Please retype the records below exactly, from the first line down to and including the line with "pub struct TextareaField".

_SOURCE INFORMATION_.
○ ○ ○ ○ ○ ○ ○
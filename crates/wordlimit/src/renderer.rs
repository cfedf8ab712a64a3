// File: src/renderer.rs
// Purpose: Textarea rendering that drops character limits in word-count mode

use maud::{html, PreEscaped};
use once_cell::sync::Lazy;
use regex::Regex;
use serde::Serialize;

use crate::config::RenderConfig;
use crate::form_context::FormContext;
use crate::form_field::{escape, FieldAttrs};
use crate::limits::{LengthLimits, WordCountMode};
use crate::tag::FormTag;

const CONTROL_CLASS: &str = "wpcf7-form-control";
const REQUIRED_CLASS: &str = "wpcf7-validates-as-required";
const NOT_VALID_CLASS: &str = "wpcf7-not-valid";

static HTML_CLASS_REGEX: Lazy<Regex> = Lazy::new(|| Regex::new(r"[^A-Za-z0-9_-]").unwrap());

/// A textarea ready to be turned into markup.
#[derive(Debug, Clone, PartialEq, Eq, Serialize)]
pub struct TextareaField {
    pub name: String,
    pub attrs: FieldAttrs,
    /// Element content after default and hangover resolution
    pub value: String,
    pub validation_error: Option<String>,
}

impl TextareaField {
    pub fn to_markup(&self) -> String {
        let textarea = format!(
            "<textarea {}>{}</textarea>",
            self.attrs.format(),
            escape(&self.value)
        );
        let wrap_class = format!("wpcf7-form-control-wrap {}", sanitize_html_class(&self.name));

        html! {
            span class=(wrap_class) {
                (PreEscaped(textarea))
                @if let Some(error) = &self.validation_error {
                    span class="wpcf7-not-valid-tip" aria-hidden="true" { (error) }
                }
            }
        }
        .into_string()
    }
}

/// Renders `textarea` and `textarea*` fields.
#[derive(Debug, Clone, Default)]
pub struct TextareaRenderer {
    config: RenderConfig,
    character_limits_only: bool,
}

impl TextareaRenderer {
    /// Renderer honouring `maxlengthwords:true`
    pub fn new(config: RenderConfig) -> Self {
        Self {
            config,
            character_limits_only: false,
        }
    }

    /// Renderer that always emits `maxlength`/`minlength`, as a host does by default.
    pub fn characters_only(config: RenderConfig) -> Self {
        Self {
            config,
            character_limits_only: true,
        }
    }

    /// Attributes and value for `tag`, or `None` for an unnamed tag.
    pub fn field(&self, tag: &FormTag, ctx: &FormContext) -> Option<TextareaField> {
        if tag.name.is_empty() {
            return None;
        }

        let validation_error = ctx.validation_error(&tag.name).map(str::to_string);
        let mut attrs = FieldAttrs::new();

        attrs.set("cols", tag.cols_option(self.config.default_cols).to_string());
        attrs.set("rows", tag.rows_option(self.config.default_rows).to_string());

        let limits = LengthLimits::from_tag(tag);
        attrs.set_opt("maxlength", limits.max);
        attrs.set_opt("minlength", limits.min);

        // The browser enforces maxlength in characters, so word mode gets neither.
        if !self.character_limits_only && WordCountMode::from_tag(tag).max {
            attrs.remove("maxlength");
            attrs.remove("minlength");
        }

        let mut class = controls_class(tag);
        if validation_error.is_some() {
            class.push(' ');
            class.push_str(NOT_VALID_CLASS);
        }
        attrs.set("class", tag.class_option(&class));
        attrs.set_opt("id", tag.id_option());
        attrs.set_opt("tabindex", tag.tabindex_option());

        if tag.has_option("readonly") {
            attrs.set("readonly", "readonly");
        }
        if tag.is_required() {
            attrs.set("aria-required", "true");
        }
        attrs.set(
            "aria-invalid",
            if validation_error.is_some() { "true" } else { "false" },
        );

        let mut value = if tag.content.is_empty() {
            tag.values.first().cloned().unwrap_or_default()
        } else {
            tag.content.clone()
        };

        if tag.has_option("placeholder") || tag.has_option("watermark") {
            attrs.set("placeholder", std::mem::take(&mut value));
        }

        let value = ctx.default_value(tag, value);
        let value = ctx.hangover(&tag.name, value);

        attrs.set("name", tag.name.as_str());

        Some(TextareaField {
            name: tag.name.clone(),
            attrs,
            value,
            validation_error,
        })
    }

    /// Full markup for `tag`; empty for an unnamed tag.
    pub fn render(&self, tag: &FormTag, ctx: &FormContext) -> String {
        self.field(tag, ctx)
            .map(|field| field.to_markup())
            .unwrap_or_default()
    }
}

fn controls_class(tag: &FormTag) -> String {
    let mut class = format!("{} wpcf7-{}", CONTROL_CLASS, tag.basetype());
    if tag.is_required() {
        class.push(' ');
        class.push_str(REQUIRED_CLASS);
    }
    class
}

fn sanitize_html_class(name: &str) -> String {
    HTML_CLASS_REGEX.replace_all(name, "").into_owned()
}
○ ○ ○ ○ ○ ○ ○
_WRITTEN RESPONSE_.
filename crates/wordlimit/src/renderer.rs
repository cfedf8ab712a64a3
// File: src/renderer.rs
// Purpose: Textarea rendering that drops character limits in word-count mode

use maud::{html, PreEscaped};
use once_cell::sync::Lazy;
use regex::Regex;
use serde::Serialize;

use crate::config::RenderConfig;
use crate::form_context::FormContext;
use crate::form_field::{escape, FieldAttrs};
use crate::limits::{LengthLimits, WordCountMode};
use crate::tag::FormTag;

const CONTROL_CLASS: &str = "wpcf7-form-control";
const REQUIRED_CLASS: &str = "wpcf7-validates-as-required";
const NOT_VALID_CLASS: &str = "wpcf7-not-valid";

static HTML_CLASS_REGEX: Lazy<Regex> = Lazy::new(|| Regex::new(r"[^A-Za-z0-9_-]").unwrap());

/// A textarea ready to be turned into markup.
#[derive(Debug, Clone, PartialEq, Eq, Serialize)]
pub struct TextareaField {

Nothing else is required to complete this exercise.